Gas, housing, gas, the stock market, loan entities, war, starvation! Plus security issues everywhere.
Why do you think I read and write fiction? I'd rather deal with the impossible like were wolves and vampires and murders that actually get solved. Good guys that win. Lovers that get back together. I want that perfect world with all the tied up ends. I don't want to know that good guys really aren't. I want happy endings, or at least hopeful ones.
Reality has always been the reason I read fiction. Not that my reality has ever been bad, I've been so blessed, no trauma, a happy childhood, no serious illnesses, injuries, disastrous love affairs. My marriage was good. Family not any more dysfunctional than most. Leaves me very little material for writing about so I had to resort to fantasy.
In my own created world, the worst I have to worry about are demons who get defeated, vampires and were wolves who are either good or dead, angsty(I know, not proper grammer) teen-age fairies, wizards who may or may not be evil. So, all in all, reality is highly over-rated because reality bites.

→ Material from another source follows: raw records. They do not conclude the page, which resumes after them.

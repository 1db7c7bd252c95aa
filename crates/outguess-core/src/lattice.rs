//! Resistance grid.
//!
//! Coefficients are read as values on a lattice. In band `k` of a component
//! the lattice step is the larger of the image's own quantizer and the
//! component's standard table scaled by the level's grid percentage.
//!
//! A coefficient sitting on a lattice point keeps its lattice value through
//! any requantization from `q_old` to `q_new` with `q_old + q_new < step`:
//! the stored value is at most `q_old / 2` off the lattice point, and
//! requantization adds at most `q_new / 2`. Low levels use grids finer
//! than usual covers, where the step is the quantizer itself and lattice
//! values are the stored coefficients.

use crate::error::{OutguessError, Result};
use crate::jpeg::{base_quant_values, CoefficientImage};
use crate::selection::{CoefficientPosition, ResistancePolicy};

/// Baseline AC range.
const MAX_COEFFICIENT: i64 = 1023;

#[derive(Debug, Clone, PartialEq, Eq)]
struct ComponentSteps {
    /// Quantizer of the image, zigzag order.
    quant: [u16; 64],
    /// Lattice step in hundredths of a dequantized unit.
    step: [u32; 64],
}

impl ComponentSteps {
    #[inline]
    fn quantize(&self, index: usize, coeff: i16) -> i16 {
        let scaled = coeff as i64 * self.quant[index] as i64 * 100;
        let step = self.step[index] as i64;
        let magnitude = (scaled.abs() + step / 2) / step;
        (magnitude * scaled.signum()) as i16
    }

    #[inline]
    fn dequantize(&self, index: usize, value: i16) -> i16 {
        let scaled = value as i64 * self.step[index] as i64;
        let divisor = self.quant[index] as i64 * 100;
        let magnitude = ((scaled.abs() + divisor / 2) / divisor).min(MAX_COEFFICIENT);
        (magnitude * scaled.signum()) as i16
    }
}

/// Lattice of one image under one resistance level.
#[derive(Debug, Clone, PartialEq, Eq)]
pub struct Lattice {
    policy: ResistancePolicy,
    components: Vec<ComponentSteps>,
}

impl Lattice {
    pub fn new(image: &CoefficientImage, policy: ResistancePolicy) -> Result<Self> {
        let scale = policy.grid_scale() as u32;
        let components = image
            .components()
            .iter()
            .map(|component| {
                let id = component.quant_table_id;
                let table = image.quant_table(id).ok_or_else(|| {
                    OutguessError::format(format!("missing quantization table {id}"))
                })?;
                let base = base_quant_values(id);

                let mut step = [0u32; 64];
                for (k, slot) in step.iter_mut().enumerate() {
                    *slot = (table.values[k] as u32 * 100).max(base[k] as u32 * scale);
                }
                Ok(ComponentSteps {
                    quant: table.values,
                    step,
                })
            })
            .collect::<Result<Vec<_>>>()?;

        Ok(Self { policy, components })
    }

    pub fn policy(&self) -> &ResistancePolicy {
        &self.policy
    }

    /// Lattice value of stored coefficient `coeff`, halves away from zero.
    #[inline]
    pub fn quantize(&self, component: usize, index: usize, coeff: i16) -> i16 {
        self.components[component].quantize(index, coeff)
    }

    /// Stored coefficient closest to lattice value `value`.
    #[inline]
    pub fn dequantize(&self, component: usize, index: usize, value: i16) -> i16 {
        self.components[component].dequantize(index, value)
    }

    #[inline]
    pub fn value(&self, image: &CoefficientImage, position: &CoefficientPosition) -> i16 {
        self.quantize(
            position.component as usize,
            position.index as usize,
            position.get(image),
        )
    }

    #[inline]
    pub fn set_value(&self, image: &mut CoefficientImage, position: &CoefficientPosition, value: i16) {
        let coeff = self.dequantize(position.component as usize, position.index as usize, value);
        position.set(image, coeff);
    }

    /// Whether `value` survives being stored at `position`.
    #[inline]
    pub fn fits(&self, position: &CoefficientPosition, value: i16) -> bool {
        let (component, index) = (position.component as usize, position.index as usize);
        self.quantize(component, index, self.dequantize(component, index, value)) == value
    }

    /// Lattice value one magnitude step away from `value`, keeping its sign.
    ///
    /// The result stays inside the eligible band and is storable. `up`
    /// only decides when both neighbours qualify.
    pub fn step(&self, position: &CoefficientPosition, value: i16, up: bool) -> i16 {
        let magnitude = value.unsigned_abs();
        let sign = value.signum();
        let can_rise = magnitude < self.policy.ceiling()
            && self.fits(position, sign * (magnitude as i16 + 1));
        let can_fall = magnitude > self.policy.floor();

        let next = match (can_rise, can_fall) {
            (true, true) if up => magnitude + 1,
            (true, false) => magnitude + 1,
            (_, true) => magnitude - 1,
            (false, false) => magnitude,
        };
        sign * next as i16
    }

    /// Move every coefficient of the carrier bands onto its lattice point.
    ///
    /// Lattice values do not change, so neither does eligibility. Returns
    /// the number of stored coefficients that changed.
    pub fn snap(&self, image: &mut CoefficientImage) -> usize {
        let cutoff = self.policy.cutoff();
        let mut changed = 0;
        for (component, steps) in image.components_mut().iter_mut().zip(&self.components) {
            for block in component.data.chunks_exact_mut(64) {
                for (index, coeff) in block.iter_mut().enumerate().take(cutoff + 1).skip(1) {
                    let snapped = steps.dequantize(index, steps.quantize(index, *coeff));
                    if snapped != *coeff {
                        *coeff = snapped;
                        changed += 1;
                    }
                }
            }
        }
        log::trace!("{changed} coefficients snapped to the resistance grid");
        changed
    }
}

#[cfg(test)]
mod tests {
    use super::*;
    use crate::test_support::cover_image;

    fn lattice(image: &CoefficientImage, level: u8) -> Lattice {
        Lattice::new(image, ResistancePolicy::for_level(level).unwrap()).unwrap()
    }

    fn values(image: &CoefficientImage, lattice: &Lattice) -> Vec<i16> {
        let cutoff = lattice.policy().cutoff();
        let mut values = Vec::new();
        for (c, component) in image.components().iter().enumerate() {
            for block in component.data.chunks_exact(64) {
                for (k, &coeff) in block.iter().enumerate().take(cutoff + 1).skip(1) {
                    values.push(lattice.quantize(c, k, coeff));
                }
            }
        }
        values
    }

    #[test]
    fn test_low_levels_read_stored_values() {
        let image = cover_image(64, 64, 85).requantize(85).unwrap();
        for level in 1..=5 {
            let lattice = lattice(&image, level);
            for (c, component) in image.components().iter().enumerate() {
                for block in component.data.chunks_exact(64) {
                    for (k, &coeff) in block.iter().enumerate().skip(1) {
                        assert_eq!(lattice.quantize(c, k, coeff), coeff);
                    }
                }
            }
            assert_eq!(lattice.snap(&mut image.clone()), 0, "level {level}");
        }
    }

    #[test]
    fn test_snap_keeps_values_and_is_idempotent() {
        let mut image = cover_image(64, 64, 85).requantize(85).unwrap();
        let lattice = lattice(&image, 9);
        let before = values(&image, &lattice);

        assert!(lattice.snap(&mut image) > 0);
        assert_eq!(values(&image, &lattice), before);
        assert_eq!(lattice.snap(&mut image), 0);
    }

    #[test]
    fn test_snapped_values_survive_coarser_tables() {
        let mut image = cover_image(96, 96, 85).requantize(85).unwrap();
        let grid = lattice(&image, 9);
        grid.snap(&mut image);
        let before = values(&image, &grid);

        for quality in [70, 50, 30] {
            let recompressed = image.requantize(quality).unwrap();
            let after = values(&recompressed, &lattice(&recompressed, 9));
            assert_eq!(after, before, "quality {quality}");
        }
    }

    #[test]
    fn test_step_stays_in_band() {
        let image = cover_image(16, 16, 85);
        let lattice = lattice(&image, 7);
        let policy = *lattice.policy();
        let position = CoefficientPosition {
            component: 0,
            block: 0,
            index: 1,
        };

        assert_eq!(lattice.step(&position, 1, false), 2);
        assert_eq!(lattice.step(&position, -1, false), -2);
        let ceiling = policy.ceiling() as i16;
        assert_eq!(lattice.step(&position, ceiling, true), ceiling - 1);
        assert_eq!(lattice.step(&position, 3, true), 4);
        assert_eq!(lattice.step(&position, -3, false), -2);
    }

    #[test]
    fn test_dequantize_clamps_to_baseline() {
        let image = cover_image(16, 16, 100);
        let lattice = lattice(&image, 10);
        assert_eq!(lattice.dequantize(0, 5, i16::MAX / 4), 1023);
        assert_eq!(lattice.dequantize(0, 5, -(i16::MAX / 4)), -1023);
    }
}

When I ponder the choices for writers, what genre is best, most publishable, should I be writing sweet romance (now there's a fantasy world), literary fiction, erotica, I know that what I write is what I'm happy writing, whatever the market pundits advise. Writing is one of my arts and I refuse to turn it into drudgery, even for money. That's why I stopped writing medical nonfiction for the moment. Burn-out. Had to write what I loved.